Jim raises good points. And also about Democracity - there was the hangar that floated and could be rotated, so this mode of tranportation was still in the running to some degree. The building was well receieved as far as I know, it was mentioned enough in the writings of the time and in the books we read. I'm sure Bill covered it well in his book, and the othe projects I have worked on etc. make mention of the design. It was featured in the NBM show and praised for its innovative design. The Aviation Bar and Grill was a very popular spot to eat (and why not, 35 cents for a ham dinner with potato, veg, drink, cofee, desert etc) and the exhibits of large planes out in front always seem to grab attention. These planes often get lost in the images. In the photo I supplied the NBM there is a huge plane sitting there on the lawn, but it is easily missed. One could note this building at least stayed open, unlike the Maritime Transportation Bulding. The interior of the hangar bit was actually emplyed as a backdrop when seen from inside, and full size fighter planes and others were hung from the ceiling in dramatic arrangement of dog-fighting. It does not seem to have been photographed much (the interior). I have only two images of this display. As for its appearance, I think it was a little too blocky and large scale in its presentation, and perhaps up close you could not readily appreciate the intent. Probably seemed a good idea on paper. I like it well enough. Certainly more ambitious than...Chrysler. Not as stylish as...Firestone. I have not seen it in color at night though, and that can make al the difference. It is incredible in b/w at night now that I think of it - a very cohesive design - but into itself, not in the context.
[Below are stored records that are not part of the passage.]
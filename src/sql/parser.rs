// SQL parser - converts tokens to statements

use super::ast::*;
use super::lexer::Lexer;
use super::token::Token;
use crate::access::{Column, Value};
use anyhow::{anyhow, bail, Result};

pub struct Parser {
    tokens: Vec<Token>,
    position: usize,
}

impl Parser {
    pub fn new(sql: &str) -> Self {
        let tokens = Lexer::new(sql).tokenize();
        Parser {
            tokens,
            position: 0,
        }
    }

    /// Parse a single SQL statement, optionally terminated by `;`
    pub fn parse(&mut self) -> Result<Statement> {
        let statement = match self.current_token() {
            Token::Create => self.parse_create_table()?,
            Token::Insert => self.parse_insert()?,
            Token::Select => self.parse_select()?,
            _ => bail!("Unknown SQL"),
        };

        if self.match_token(&Token::Semicolon) {
            self.advance();
        }
        if !self.match_token(&Token::Eof) {
            bail!("Unexpected {:?} after statement", self.current_token());
        }

        Ok(statement)
    }

    fn parse_create_table(&mut self) -> Result<Statement> {
        self.expect_token(Token::Create)?;
        self.expect_token(Token::Table)?;

        let if_not_exists = if self.match_token(&Token::If) {
            self.advance();
            self.expect_token(Token::Not)?;
            self.expect_token(Token::Exists)?;
            true
        } else {
            false
        };

        let name = self.expect_identifier()?;
        self.expect_token(Token::LeftParen)?;

        let mut columns = Vec::new();
        if self.match_token(&Token::RightParen) {
            self.advance();
        } else {
            loop {
                columns.push(self.parse_column_definition()?);
                match self.current_token() {
                    Token::Comma => self.advance(),
                    Token::RightParen => {
                        self.advance();
                        break;
                    }
                    other => bail!("Expected ',' or ')' in column list, found {:?}", other),
                }
            }
        }

        Ok(Statement::CreateTable(CreateTable {
            name,
            columns,
            if_not_exists,
        }))
    }

    /// `name TYPE` with an optional, ignored length such as `VARCHAR(255)`
    fn parse_column_definition(&mut self) -> Result<Column> {
        let name = self.expect_identifier()?;
        let type_name = self.expect_identifier()?;

        if self.match_token(&Token::LeftParen) {
            self.advance();
            match self.current_token() {
                Token::Number(_) => self.advance(),
                other => bail!("Expected type length, found {:?}", other),
            }
            self.expect_token(Token::RightParen)?;
        }

        Ok(Column::new(name, type_name.as_str()))
    }

    fn parse_insert(&mut self) -> Result<Statement> {
        self.expect_token(Token::Insert)?;
        self.expect_token(Token::Into)?;
        let table = self.expect_identifier()?;

        self.expect_token(Token::LeftParen)?;
        let mut columns = vec![self.expect_identifier()?];
        while self.match_token(&Token::Comma) {
            self.advance();
            columns.push(self.expect_identifier()?);
        }
        self.expect_token(Token::RightParen)?;

        self.expect_token(Token::Values)?;
        self.expect_token(Token::LeftParen)?;
        let mut values = vec![self.parse_literal()?];
        while self.match_token(&Token::Comma) {
            self.advance();
            values.push(self.parse_literal()?);
        }
        self.expect_token(Token::RightParen)?;

        if columns.len() != values.len() {
            bail!(
                "{} columns but {} values in INSERT INTO {}",
                columns.len(),
                values.len(),
                table
            );
        }

        Ok(Statement::InsertInto(InsertInto {
            table,
            columns,
            values,
        }))
    }

    fn parse_select(&mut self) -> Result<Statement> {
        self.expect_token(Token::Select)?;
        self.expect_token(Token::Star)?;
        self.expect_token(Token::From)?;
        let table = self.expect_identifier()?;

        let filter = if self.match_token(&Token::Where) {
            self.advance();
            let column = self.expect_identifier()?;
            self.expect_token(Token::Equal)?;
            let value = self.parse_literal()?;
            Some(Filter {
                column,
                value: value.to_string(),
            })
        } else {
            None
        };

        Ok(Statement::Select(Select { table, filter }))
    }

    /// Quoted literals are text, bare numbers are integers
    fn parse_literal(&mut self) -> Result<Value> {
        let negative = if self.match_token(&Token::Minus) {
            self.advance();
            true
        } else {
            false
        };

        let value = match self.current_token().clone() {
            Token::Number(digits) => {
                let literal = if negative {
                    format!("-{}", digits)
                } else {
                    digits
                };
                let n = literal
                    .parse::<i32>()
                    .map_err(|e| anyhow!("Invalid integer {}: {}", literal, e))?;
                Value::Int(n)
            }
            Token::String(s) if !negative => Value::Text(s),
            other => bail!("Expected literal value, found {:?}", other),
        };
        self.advance();

        Ok(value)
    }

    fn current_token(&self) -> &Token {
        // tokenize() always ends with Eof
        &self.tokens[self.position.min(self.tokens.len() - 1)]
    }

    fn advance(&mut self) {
        if self.position < self.tokens.len() - 1 {
            self.position += 1;
        }
    }

    fn match_token(&self, expected: &Token) -> bool {
        self.current_token() == expected
    }

    fn expect_token(&mut self, expected: Token) -> Result<()> {
        if self.current_token() == &expected {
            self.advance();
            Ok(())
        } else {
            bail!("Expected {:?}, found {:?}", expected, self.current_token())
        }
    }

    fn expect_identifier(&mut self) -> Result<String> {
        match self.current_token().clone() {
            Token::Identifier(name) => {
                self.advance();
                Ok(name)
            }
            other => bail!("Expected identifier, found {:?}", other),
        }
    }
}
It would have looked good next to the 8th Ave subway entrance, but those are both either earlier designs and/or Fair Corp structures so that should not surpriise. Look at the Wings sculpture by Whitney (?) over by the Auacade, at night it is just a different thing entirely. By day that sculpture appears aluminum, and at night it looks like lucite lit internally by neon. Even the GM bolt did not have this dramatic a change at twilight. I might guess the Aviation Building was light with bright primary colors in addition to white floodlighting- there was a lot of greena and red in this Zone with regard to lighting.

Best wishes,

Eric

It is interesting - liner crossing as I write about it was outmoded by the 50's of course and replaced by the jet age. The close of the Maritime building echoes this in a way. Digibles were on the way out, but jets were certainly on the way in. It might be interesting to compare the visions and realities of the 39 and 64 exhibits and our current "today."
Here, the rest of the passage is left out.